Considering the situation rationally, I’m not sure I have any real reason to feel like this. I have a comfortable living situation, a good job, a loving wife and two wonderful cats. I have an enormous video game collection, likely more than enough to see me entertained until my dying day. I have creative outlets in the form of this blog, my website MoeGamer and my YouTube channel.

And yet something still doesn’t feel quite right. I am dissatisfied. I am restless. And I think a significant part of my reason for feeling like this is plain ol’ loneliness. While the aforementioned wife and cats are wonderful company on a daily basis, I do mourn past eras of my life when social activities feel like they came a bit more naturally and easily.

Going to a friend’s house after school. Dropping by the coffee shop on the way to lectures with a university friend (and sometimes not quite getting around to leaving the coffee shop for said lecture). Evenings spent couch-surfing between numerous different friends’ houses because my own house was a significant distance from where everyone else I knew. Habitually dropping by Hoffers Bakery for a roll and a cake, then settling in for an afternoon of multiplayer N64. Weekly board game sessions. Going out, like, anywhere.
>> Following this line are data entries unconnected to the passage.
//! Configuration module
//!
//! - [`Configuration`]: one candidate (model kind, loss set, hyperparameters)
//! - [`PipelineConfig`]: settings for a full search/select/retrain run

mod model;
mod pipeline;

pub use model::{Augmentation, Configuration, Hyperparameters, LossTerm, ModelKind, WeightedLoss};
pub use pipeline::PipelineConfig;

/// Number of models in a deployed ensemble
pub const DEFAULT_ENSEMBLE_SIZE: usize = 5;

/// Per-model class-1 threshold, inclusive
pub const DEFAULT_DECISION_THRESHOLD: f64 = 0.70;

/// Stratified folds used inside each trial
pub const DEFAULT_INNER_FOLDS: usize = 5;

/// Derive an independent seed for a sub-stream (fold, trial, retrain phase).
///
/// SplitMix64 finalizer over `base + stream`, so neighbouring streams get
/// decorrelated seeds.
pub fn derive_seed(base: u64, stream: u64) -> u64 {
    let mut z = base
        .wrapping_add(stream.wrapping_mul(0x9E37_79B9_7F4A_7C15))
        .wrapping_add(0x9E37_79B9_7F4A_7C15);
    z = (z ^ (z >> 30)).wrapping_mul(0xBF58_476D_1CE4_E5B9);
    z = (z ^ (z >> 27)).wrapping_mul(0x94D0_49BB_1331_11EB);
    z ^ (z >> 31)
}

#[cfg(test)]
mod tests {
    use super::*;

    #[test]
    fn test_derive_seed_is_deterministic_and_distinct() {
        assert_eq!(derive_seed(42, 1), derive_seed(42, 1));
        assert_ne!(derive_seed(42, 1), derive_seed(42, 2));
        assert_ne!(derive_seed(42, 1), derive_seed(43, 1));
    }
}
All of those are things that are well and truly in the past, and were already going that way before COVID hit — and once COVID did hit, nothing ever really recovered. I’ve seen the people who are supposedly my closest friends maybe three or four times in the last few years. There are people online with whom I used to be extremely close that I can’t remember the last time I heard from. There are people that I once thought would be “lifelong friends” that I feel have probably forgotten about me.

At least some of the blame for this can be laid at my own feet, of course. But honestly, my own efforts in these regards tailing off stemmed from growing frustration that I would often want to do something fun with people I liked, and for one reason or another, it seemed like that was never possible. Scheduling conflicts. Family commitments. Illness. Simply not being arsed. I got to a point where I felt like I was putting in effort that wasn’t being reciprocated proportionally, and it just didn’t feel worth it any more. That, in turn, did a number of my self-confidence, meaning that more often than not my brain just doesn’t want to let me try and reach out to people for fear of them just rejecting me — or worse — once again.
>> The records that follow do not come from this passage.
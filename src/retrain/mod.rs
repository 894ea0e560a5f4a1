//! Two-phase retraining of the retained configurations
//!
//! `validate` fits on the training split and scores on the disjoint
//! validation split. `finalize` consumes the validated model and refits from
//! scratch on train ∪ validation with the same configuration and seed. Only
//! final models may enter the ensemble.

use crate::config::{derive_seed, Configuration, DEFAULT_DECISION_THRESHOLD};
use crate::data::Dataset;
use crate::ensemble::RankedCandidate;
use crate::error::{PipelineError, Result};
use crate::scoring::{ScoreReport, ScoringEngine};
use crate::training::{ProbabilityModel, TrainableModel};
use rayon::prelude::*;
use serde::{Deserialize, Serialize};
use std::fmt;
use std::sync::Arc;
use std::time::Instant;
use tracing::info;

/// Lifecycle stage of a deployment model
#[derive(Debug, Clone, Copy, PartialEq, Eq, Serialize, Deserialize)]
#[serde(rename_all = "snake_case")]
pub enum Stage {
    /// Trained on the training split and scored on validation
    Validated,
    /// Retrained on train ∪ validation; eligible for inference
    Final,
}

impl fmt::Display for Stage {
    fn fmt(&self, f: &mut fmt::Formatter<'_>) -> fmt::Result {
        match self {
            Stage::Validated => write!(f, "validated"),
            Stage::Final => write!(f, "final"),
        }
    }
}

/// A trained, frozen model bound to one configuration
pub struct DeploymentModel {
    pub configuration: Configuration,
    pub stage: Stage,
    /// Score from the validate phase; carried unchanged into the final stage
    pub validation: ScoreReport,
    /// Seed used for both phases
    pub seed: u64,
    /// Number of samples the model was fitted on
    pub trained_on: usize,
    pub model: Box<dyn ProbabilityModel>,
}

impl fmt::Debug for DeploymentModel {
    fn fmt(&self, f: &mut fmt::Formatter<'_>) -> fmt::Result {
        f.debug_struct("DeploymentModel")
            .field("configuration", &self.configuration.label())
            .field("stage", &self.stage)
            .field("validation", &self.validation)
            .field("seed", &self.seed)
            .field("trained_on", &self.trained_on)
            .finish_non_exhaustive()
    }
}

/// Runs the validate and final phases
pub struct ModelRetrainer {
    backend: Arc<dyn TrainableModel>,
    threshold: f64,
    max_parallel: usize,
    seed: u64,
    scoring: ScoringEngine,
}

impl ModelRetrainer {
    pub fn new(backend: Arc<dyn TrainableModel>) -> Self {
        Self {
            backend,
            threshold: DEFAULT_DECISION_THRESHOLD,
            max_parallel: 1,
            seed: 0,
            scoring: ScoringEngine::new(),
        }
    }

    pub fn with_threshold(mut self, threshold: f64) -> Self {
        self.threshold = threshold;
        self
    }

    /// Bound on concurrent retraining jobs; 1 runs them one after another
    pub fn with_max_parallel(mut self, n: usize) -> Self {
        self.max_parallel = n.max(1);
        self
    }

    pub fn with_seed(mut self, seed: u64) -> Self {
        self.seed = seed;
        self
    }

    /// Train from scratch on `train`, score on `validation`
    pub fn validate(
        &self,
        configuration: &Configuration,
        train: &Dataset,
        validation: &Dataset,
        seed: u64,
    ) -> Result<DeploymentModel> {
        let model = self.backend.train(configuration, train, seed)?;
        let proba = model.predict_rows(validation.features())?;
        let y_true = validation.labels().to_vec();
        let report = self
            .scoring
            .score_probabilities(&y_true, &proba.to_vec(), self.threshold)?;

        info!(config = %configuration.label(), %report, "configuration validated");

        Ok(DeploymentModel {
            configuration: configuration.clone(),
            stage: Stage::Validated,
            validation: report,
            seed,
            trained_on: train.len(),
            model,
        })
    }

    /// Retrain a validated model on `train` ∪ `validation`.
    ///
    /// The result is never scored on the validation split; it keeps the
    /// report from the validate phase.
    pub fn finalize(&self, validated: DeploymentModel, train: &Dataset, validation: &Dataset) -> Result<DeploymentModel> {
        if validated.stage != Stage::Validated {
            return Err(PipelineError::Lifecycle(format!(
                "only validated models can be finalized, {} is {}",
                validated.configuration.label(),
                validated.stage
            )));
        }

        let combined = train.concat(validation)?;
        let model = self.backend.train(&validated.configuration, &combined, validated.seed)?;

        info!(
            config = %validated.configuration.label(),
            samples = combined.len(),
            "configuration finalized"
        );

        Ok(DeploymentModel {
            configuration: validated.configuration,
            stage: Stage::Final,
            validation: validated.validation,
            seed: validated.seed,
            trained_on: combined.len(),
            model,
        })
    }

    fn retrain_one(&self, candidate: &RankedCandidate, train: &Dataset, validation: &Dataset) -> Result<DeploymentModel> {
        let seed = derive_seed(self.seed, candidate.rank as u64);
        let validated = self.validate(&candidate.configuration, train, validation, seed)?;
        self.finalize(validated, train, validation)
    }

    /// Validate and finalize every candidate, preserving rank order.
    ///
    /// Any training failure aborts the whole batch.
    pub fn retrain_all(
        &self,
        candidates: &[RankedCandidate],
        train: &Dataset,
        validation: &Dataset,
    ) -> Result<Vec<DeploymentModel>> {
        let start = Instant::now();
        info!(
            models = candidates.len(),
            max_parallel = self.max_parallel,
            "retraining selected configurations"
        );

        let models = if self.max_parallel == 1 {
            candidates
                .iter()
                .map(|c| self.retrain_one(c, train, validation))
                .collect::<Result<Vec<_>>>()?
        } else {
            let pool = rayon::ThreadPoolBuilder::new()
                .num_threads(self.max_parallel)
                .build()
                .map_err(|e| PipelineError::ConfigError(format!("retrain thread pool: {}", e)))?;
            pool.install(|| {
                candidates
                    .par_iter()
                    .map(|c| self.retrain_one(c, train, validation))
                    .collect::<Result<Vec<_>>>()
            })?
        };

        info!(
            models = models.len(),
            elapsed_secs = start.elapsed().as_secs_f64(),
            "retraining finished"
        );
        Ok(models)
    }
}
As such, the end result of all this is a 43 year old man sitting in front of his computer in the dark typing about how he feels lonely to the maybe 5-10 people who still actually bother to read this site. Admitting you were lonely amounted to social suicide in my teenage years — you were a “Larry” (for “Larry Loner”) — but now, it feels like an increasingly inevitable part of life in 2024. And it sucks.

I think that, more than anything, is why I’m dissatisfied. I want that “next thing”, that amorphous “major event” in my life, to be the end of this horrible loneliness. But at this point, I simply don’t really know how to make that happen.